Data: Begin

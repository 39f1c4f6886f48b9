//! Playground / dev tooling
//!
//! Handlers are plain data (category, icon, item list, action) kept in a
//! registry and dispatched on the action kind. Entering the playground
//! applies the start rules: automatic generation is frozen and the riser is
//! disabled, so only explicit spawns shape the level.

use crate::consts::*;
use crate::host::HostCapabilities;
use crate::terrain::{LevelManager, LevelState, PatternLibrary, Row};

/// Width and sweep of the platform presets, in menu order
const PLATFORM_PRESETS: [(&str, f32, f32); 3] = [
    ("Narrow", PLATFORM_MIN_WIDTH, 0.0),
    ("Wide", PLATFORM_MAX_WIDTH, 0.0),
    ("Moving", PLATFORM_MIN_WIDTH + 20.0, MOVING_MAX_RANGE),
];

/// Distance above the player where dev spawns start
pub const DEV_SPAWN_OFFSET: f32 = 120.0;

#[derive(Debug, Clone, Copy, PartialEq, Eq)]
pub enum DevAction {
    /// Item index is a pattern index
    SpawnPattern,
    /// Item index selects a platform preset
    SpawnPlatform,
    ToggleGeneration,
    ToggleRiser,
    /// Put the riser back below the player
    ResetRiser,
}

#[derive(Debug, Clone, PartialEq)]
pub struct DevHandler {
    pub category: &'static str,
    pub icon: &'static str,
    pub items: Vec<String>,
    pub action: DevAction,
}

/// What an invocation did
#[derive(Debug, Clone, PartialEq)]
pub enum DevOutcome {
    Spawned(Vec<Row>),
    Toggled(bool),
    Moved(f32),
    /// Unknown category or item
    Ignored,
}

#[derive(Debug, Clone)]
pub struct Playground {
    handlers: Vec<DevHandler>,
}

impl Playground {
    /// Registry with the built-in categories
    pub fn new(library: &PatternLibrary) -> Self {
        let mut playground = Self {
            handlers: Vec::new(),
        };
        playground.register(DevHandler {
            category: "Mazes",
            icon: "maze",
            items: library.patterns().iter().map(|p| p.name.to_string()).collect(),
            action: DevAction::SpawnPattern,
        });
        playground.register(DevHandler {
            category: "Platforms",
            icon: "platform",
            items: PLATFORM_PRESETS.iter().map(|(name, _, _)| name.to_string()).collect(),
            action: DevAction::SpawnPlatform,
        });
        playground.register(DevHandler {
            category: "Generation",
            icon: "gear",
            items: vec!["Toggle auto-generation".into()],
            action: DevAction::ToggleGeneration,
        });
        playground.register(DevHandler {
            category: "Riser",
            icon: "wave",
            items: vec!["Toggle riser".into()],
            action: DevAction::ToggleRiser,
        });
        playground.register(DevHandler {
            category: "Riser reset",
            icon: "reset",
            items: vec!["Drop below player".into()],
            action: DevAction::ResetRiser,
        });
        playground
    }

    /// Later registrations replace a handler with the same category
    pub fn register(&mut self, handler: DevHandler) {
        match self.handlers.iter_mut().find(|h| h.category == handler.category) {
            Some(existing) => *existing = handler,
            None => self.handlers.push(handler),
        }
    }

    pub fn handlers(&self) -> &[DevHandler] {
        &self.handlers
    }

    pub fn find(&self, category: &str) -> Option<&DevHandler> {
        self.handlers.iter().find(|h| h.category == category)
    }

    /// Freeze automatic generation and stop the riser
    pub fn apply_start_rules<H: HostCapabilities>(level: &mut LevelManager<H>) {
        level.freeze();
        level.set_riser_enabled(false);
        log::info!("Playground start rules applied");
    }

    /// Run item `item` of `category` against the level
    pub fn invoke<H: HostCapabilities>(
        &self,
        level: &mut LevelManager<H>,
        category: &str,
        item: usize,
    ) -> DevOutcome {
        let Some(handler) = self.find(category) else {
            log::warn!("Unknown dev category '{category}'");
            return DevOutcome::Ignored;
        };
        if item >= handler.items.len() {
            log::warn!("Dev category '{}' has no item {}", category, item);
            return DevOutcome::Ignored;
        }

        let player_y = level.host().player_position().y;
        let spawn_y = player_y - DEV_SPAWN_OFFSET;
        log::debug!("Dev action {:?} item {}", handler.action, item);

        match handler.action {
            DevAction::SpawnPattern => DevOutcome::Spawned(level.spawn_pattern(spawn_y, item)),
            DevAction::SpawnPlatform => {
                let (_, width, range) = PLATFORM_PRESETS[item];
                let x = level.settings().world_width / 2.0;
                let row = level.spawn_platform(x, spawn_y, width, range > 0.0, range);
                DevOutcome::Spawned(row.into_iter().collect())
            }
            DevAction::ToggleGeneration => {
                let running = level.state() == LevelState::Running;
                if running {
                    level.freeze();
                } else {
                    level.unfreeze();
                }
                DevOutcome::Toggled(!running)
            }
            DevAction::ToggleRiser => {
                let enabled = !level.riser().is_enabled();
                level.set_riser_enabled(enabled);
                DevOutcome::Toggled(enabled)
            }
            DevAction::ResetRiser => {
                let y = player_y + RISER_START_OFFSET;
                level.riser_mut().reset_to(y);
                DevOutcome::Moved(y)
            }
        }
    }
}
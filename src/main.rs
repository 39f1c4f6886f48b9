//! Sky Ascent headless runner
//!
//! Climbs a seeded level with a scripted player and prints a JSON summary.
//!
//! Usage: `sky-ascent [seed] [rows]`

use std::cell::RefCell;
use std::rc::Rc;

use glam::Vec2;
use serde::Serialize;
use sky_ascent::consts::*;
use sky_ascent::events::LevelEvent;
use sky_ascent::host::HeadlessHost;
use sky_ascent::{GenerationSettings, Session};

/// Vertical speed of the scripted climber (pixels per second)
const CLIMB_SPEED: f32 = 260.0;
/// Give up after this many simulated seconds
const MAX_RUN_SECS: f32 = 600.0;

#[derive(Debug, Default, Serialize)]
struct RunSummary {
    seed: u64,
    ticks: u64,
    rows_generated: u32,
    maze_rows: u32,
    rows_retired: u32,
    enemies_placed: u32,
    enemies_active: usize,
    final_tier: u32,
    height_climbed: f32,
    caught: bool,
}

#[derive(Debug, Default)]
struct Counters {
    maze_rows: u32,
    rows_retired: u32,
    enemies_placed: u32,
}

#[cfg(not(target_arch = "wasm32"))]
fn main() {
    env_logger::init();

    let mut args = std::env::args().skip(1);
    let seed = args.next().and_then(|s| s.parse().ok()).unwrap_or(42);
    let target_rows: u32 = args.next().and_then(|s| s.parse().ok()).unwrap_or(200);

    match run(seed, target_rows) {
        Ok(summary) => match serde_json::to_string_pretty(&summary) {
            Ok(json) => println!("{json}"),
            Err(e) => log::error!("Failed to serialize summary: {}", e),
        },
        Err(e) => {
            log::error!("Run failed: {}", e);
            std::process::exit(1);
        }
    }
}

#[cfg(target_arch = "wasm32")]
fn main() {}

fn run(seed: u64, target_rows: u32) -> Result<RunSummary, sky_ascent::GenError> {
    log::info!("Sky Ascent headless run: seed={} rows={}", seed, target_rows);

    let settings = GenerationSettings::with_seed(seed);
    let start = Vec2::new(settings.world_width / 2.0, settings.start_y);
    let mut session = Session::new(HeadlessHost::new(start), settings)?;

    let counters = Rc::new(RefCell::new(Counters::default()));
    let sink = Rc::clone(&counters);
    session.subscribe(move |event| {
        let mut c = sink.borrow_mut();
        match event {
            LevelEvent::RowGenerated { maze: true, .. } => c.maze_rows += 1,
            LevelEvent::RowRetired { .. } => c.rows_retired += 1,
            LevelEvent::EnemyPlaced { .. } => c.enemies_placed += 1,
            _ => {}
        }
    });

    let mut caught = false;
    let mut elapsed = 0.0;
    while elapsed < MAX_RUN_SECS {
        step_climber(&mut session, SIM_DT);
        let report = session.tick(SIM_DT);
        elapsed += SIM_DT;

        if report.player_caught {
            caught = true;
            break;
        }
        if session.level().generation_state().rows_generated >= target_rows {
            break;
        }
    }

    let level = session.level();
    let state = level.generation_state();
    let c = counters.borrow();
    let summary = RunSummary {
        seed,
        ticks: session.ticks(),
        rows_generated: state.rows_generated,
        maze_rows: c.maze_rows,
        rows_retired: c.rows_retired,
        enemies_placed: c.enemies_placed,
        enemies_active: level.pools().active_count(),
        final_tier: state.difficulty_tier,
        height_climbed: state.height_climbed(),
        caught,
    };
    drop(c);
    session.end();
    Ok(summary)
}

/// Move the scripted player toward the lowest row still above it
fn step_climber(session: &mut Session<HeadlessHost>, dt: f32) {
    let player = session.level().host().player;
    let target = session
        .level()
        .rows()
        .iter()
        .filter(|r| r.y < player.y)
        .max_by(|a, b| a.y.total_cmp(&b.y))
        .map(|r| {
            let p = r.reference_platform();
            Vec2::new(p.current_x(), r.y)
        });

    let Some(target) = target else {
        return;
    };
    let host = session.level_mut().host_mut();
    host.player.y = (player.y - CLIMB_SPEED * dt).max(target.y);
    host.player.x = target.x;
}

Data: End

**Task to carry out**
Pull out every line of the records above that contains the word "Toggled".

**Task solution**
    Toggled(bool),
                DevOutcome::Toggled(!running)
                DevOutcome::Toggled(enabled)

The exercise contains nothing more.